# [RECORD EXCERPTS]
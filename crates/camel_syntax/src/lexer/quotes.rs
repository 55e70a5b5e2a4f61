//! Quote-like constructs: `'...'`, `"..."`, backticks, `/.../`, `q qq qx qw qr m s tr y` and string escapes.
//!
//! ## Notes
//! - Bracket delimiters (`()[]{}<>`) nest: `q{a{b}c}` is one string.
//! - Two-section operators with bracket delimiters may put whitespace and comments between the sections:
//!   `s{a} # c` + newline + `{b}`.
//! - Escapes only become tokens in interpolating sections; elsewhere a backslash just protects the next character.

use super::Lexer;
use super::state::{Expect, LexerState, QuoteFrame, QuoteOp, closing_delimiter};
use camel_core::lang::kinds::SyntaxKind;

impl<'a> Lexer<'a> {
    /// Emit a punctuation quote opener and enter the quote.
    pub(super) fn open_quote(&mut self, start: usize, op: QuoteOp, delimiter: char, kind: SyntaxKind) -> SyntaxKind {
        self.stack.set_expect(Expect::Operator);
        self.stack.push(LexerState::Quote(QuoteFrame::delimited(op, delimiter)));
        self.last_open = start;
        kind
    }

    /// Between a quote keyword (or a closed bracketed section) and the next opening delimiter.
    pub(super) fn scan_quote_delimiter(&mut self, frame: QuoteFrame) -> SyntaxKind {
        let start = self.current_pos;
        let Some(c) = self.advance() else {
            return SyntaxKind::Eof;
        };
        if c.is_whitespace() {
            self.advance_while(char::is_whitespace);
            return SyntaxKind::Whitespace;
        }
        if c == '#' && self.prev_char(start).is_some_and(char::is_whitespace) {
            self.advance_while(|c| c != '\n');
            return SyntaxKind::CommentLine;
        }
        self.stack.replace_top(LexerState::Quote(QuoteFrame {
            open: c,
            close: closing_delimiter(c),
            depth: 0,
            ..frame
        }));
        SyntaxKind::QuoteOpen
    }

    /// Inside a quote section: content, escapes, or the delimiter ending the section.
    pub(super) fn scan_quote(&mut self, frame: QuoteFrame) -> Option<SyntaxKind> {
        let start = self.current_pos;
        let interpolates = frame.op.interpolates(frame.section);
        let mut depth = frame.depth;

        while let Some(c) = self.peek() {
            if c == '\\' {
                if interpolates {
                    if self.current_pos > start {
                        break;
                    }
                    return Some(self.scan_string_special());
                }
                self.advance();
                self.advance();
                continue;
            }
            if frame.is_bracketed() && c == frame.open {
                depth += 1;
            } else if c == frame.close {
                if depth == 0 {
                    break;
                }
                depth -= 1;
            }
            self.advance();
        }

        if self.current_pos > start {
            self.stack.replace_top(LexerState::Quote(QuoteFrame { depth, ..frame }));
            return Some(frame.op.content_kind(frame.section));
        }
        if self.is_at_end() {
            return None;
        }

        // Closing delimiter of the current section.
        self.advance();
        if frame.section + 1 < frame.op.sections() {
            let next = QuoteFrame {
                section: frame.section + 1,
                depth: 0,
                ..frame
            };
            if frame.is_bracketed() {
                self.stack.replace_top(LexerState::QuoteDelimiter(next));
                return Some(SyntaxKind::QuoteClose);
            }
            self.stack.replace_top(LexerState::Quote(next));
            return Some(SyntaxKind::QuoteMiddle);
        }
        if frame.op.takes_modifiers() {
            self.stack.replace_top(LexerState::Modifiers);
        } else {
            self.stack.pop();
        }
        Some(SyntaxKind::QuoteClose)
    }

    /// Letters after a closed pattern.
    pub(super) fn scan_modifiers(&mut self) -> Option<SyntaxKind> {
        let start = self.current_pos;
        self.advance_while(|c| c.is_ascii_alphabetic());
        self.stack.pop();
        (self.current_pos > start).then_some(SyntaxKind::RegexModifiers)
    }

    /// A backslash escape inside interpolated text. The backslash is at the current position.
    pub(super) fn scan_string_special(&mut self) -> SyntaxKind {
        self.advance();
        let Some(c) = self.advance() else {
            return SyntaxKind::StringEscapedChar;
        };
        match c {
            'n' => SyntaxKind::StringSpecialLf,
            't' => SyntaxKind::StringSpecialTab,
            'r' => SyntaxKind::StringSpecialCr,
            'f' => SyntaxKind::StringSpecialFormFeed,
            'b' => SyntaxKind::StringSpecialBackspace,
            'a' => SyntaxKind::StringSpecialAlarm,
            'e' => SyntaxKind::StringSpecialEscape,
            'x' => {
                if !self.scan_braced_escape() {
                    self.advance_up_to(2, |c| c.is_ascii_hexdigit());
                }
                SyntaxKind::StringSpecialHex
            }
            '0'..='7' => {
                self.advance_up_to(2, |c| ('0'..='7').contains(&c));
                SyntaxKind::StringSpecialOct
            }
            'o' if self.peek() == Some('{') => {
                self.scan_braced_escape();
                SyntaxKind::StringSpecialOct
            }
            'N' if self.peek() == Some('{') => {
                self.scan_braced_escape();
                SyntaxKind::StringSpecialCharName
            }
            'c' => {
                self.advance();
                SyntaxKind::StringSpecialControl
            }
            'U' => SyntaxKind::StringSpecialUpper,
            'L' => SyntaxKind::StringSpecialLower,
            'u' => SyntaxKind::StringSpecialUpperFirst,
            'l' => SyntaxKind::StringSpecialLowerFirst,
            'Q' => SyntaxKind::StringSpecialQuote,
            'F' => SyntaxKind::StringSpecialFoldCase,
            'E' => SyntaxKind::StringSpecialEnd,
            _ => SyntaxKind::StringEscapedChar,
        }
    }

    /// `{...}` of `\x{263A}`, `\N{U+263A}`, `\o{17}`. Stops at a newline.
    fn scan_braced_escape(&mut self) -> bool {
        if !self.match_char('{') {
            return false;
        }
        self.advance_while(|c| c != '}' && c != '\n');
        self.match_char('}');
        true
    }

    fn advance_up_to(&mut self, max: usize, pred: impl Fn(char) -> bool) {
        for _ in 0..max {
            if !self.peek().is_some_and(&pred) {
                break;
            }
            self.advance();
        }
    }
}

#[cfg(test)]
mod tests {
    use camel_core::lang::dialect::Dialect;
    use camel_core::lang::kinds::SyntaxKind::{self, *};

    use crate::lexer::lex;

    fn parts(source: &str) -> Vec<(SyntaxKind, &str)> {
        lex(source, &Dialect::new())
            .tokens
            .iter()
            .map(|t| (t.kind, t.text(source)))
            .collect()
    }

    #[test]
    fn test_word_list_is_plain_content() {
        assert_eq!(
            parts("qw(a b c)"),
            vec![(KwQw, "qw"), (QuoteOpen, "("), (StringContent, "a b c"), (QuoteClose, ")")]
        );
    }

    #[test]
    fn test_delimiter_after_space() {
        assert_eq!(
            parts("q {x}"),
            vec![(KwQ, "q"), (Whitespace, " "), (QuoteOpen, "{"), (StringContent, "x"), (QuoteClose, "}")]
        );
    }

    #[test]
    fn test_escaped_delimiter_stays_inside() {
        assert_eq!(
            parts(r"'it\'s'"),
            vec![(QuoteSingleOpen, "'"), (StringContent, r"it\'s"), (QuoteClose, "'")]
        );
    }

    #[test]
    fn test_transliteration_sections_are_plain() {
        assert_eq!(
            parts("tr/a-z/A-Z/"),
            vec![
                (KwTr, "tr"),
                (QuoteOpen, "/"),
                (StringContent, "a-z"),
                (QuoteMiddle, "/"),
                (StringContent, "A-Z"),
                (QuoteClose, "/"),
            ]
        );
    }

    #[test]
    fn test_comment_between_bracketed_sections() {
        let kinds: Vec<_> = parts("s{a} # why\n{b}e").into_iter().map(|(k, _)| k).collect();
        assert_eq!(
            kinds,
            vec![
                KwS, QuoteOpen, RegexContent, QuoteClose, Whitespace, CommentLine, Whitespace, QuoteOpen,
                StringContentQq, QuoteClose, RegexModifiers
            ]
        );
    }

    #[test]
    fn test_hash_delimiter_without_space() {
        assert_eq!(
            parts("q#a#"),
            vec![(KwQ, "q"), (QuoteOpen, "#"), (StringContent, "a"), (QuoteClose, "#")]
        );
    }

    #[test]
    fn test_specials_in_command_string() {
        assert_eq!(
            parts(r"`ls\t\cA\N{SPACE}`"),
            vec![
                (QuoteTickOpen, "`"),
                (StringContentXq, "ls"),
                (StringSpecialTab, r"\t"),
                (StringSpecialControl, r"\cA"),
                (StringSpecialCharName, r"\N{SPACE}"),
                (QuoteClose, "`"),
            ]
        );
    }

    #[test]
    fn test_case_modifiers() {
        let kinds: Vec<_> = parts(r#""\Uup\E \Q.\E""#).into_iter().map(|(k, _)| k).collect();
        assert_eq!(
            kinds,
            vec![
                QuoteDoubleOpen,
                StringSpecialUpper,
                StringContentQq,
                StringSpecialEnd,
                StringContentQq,
                StringSpecialQuote,
                StringContentQq,
                StringSpecialEnd,
                QuoteClose
            ]
        );
    }
}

# [TASK GOAL]
Your task is to set down again, exactly, every line from the beginning of the listing through the line with "- Two-section operators".

# [RESULT FOR THIS TASK]
filename crates/camel_syntax/src/lexer/quotes.rs
repository 55e70a5b5e2a4f61
//! Quote-like constructs: `'...'`, `"..."`, backticks, `/.../`, `q qq qx qw qr m s tr y` and string escapes.
//!
//! ## Notes
//! - Bracket delimiters (`()[]{}<>`) nest: `q{a{b}c}` is one string.
//! - Two-section operators with bracket delimiters may put whitespace and comments between the sections:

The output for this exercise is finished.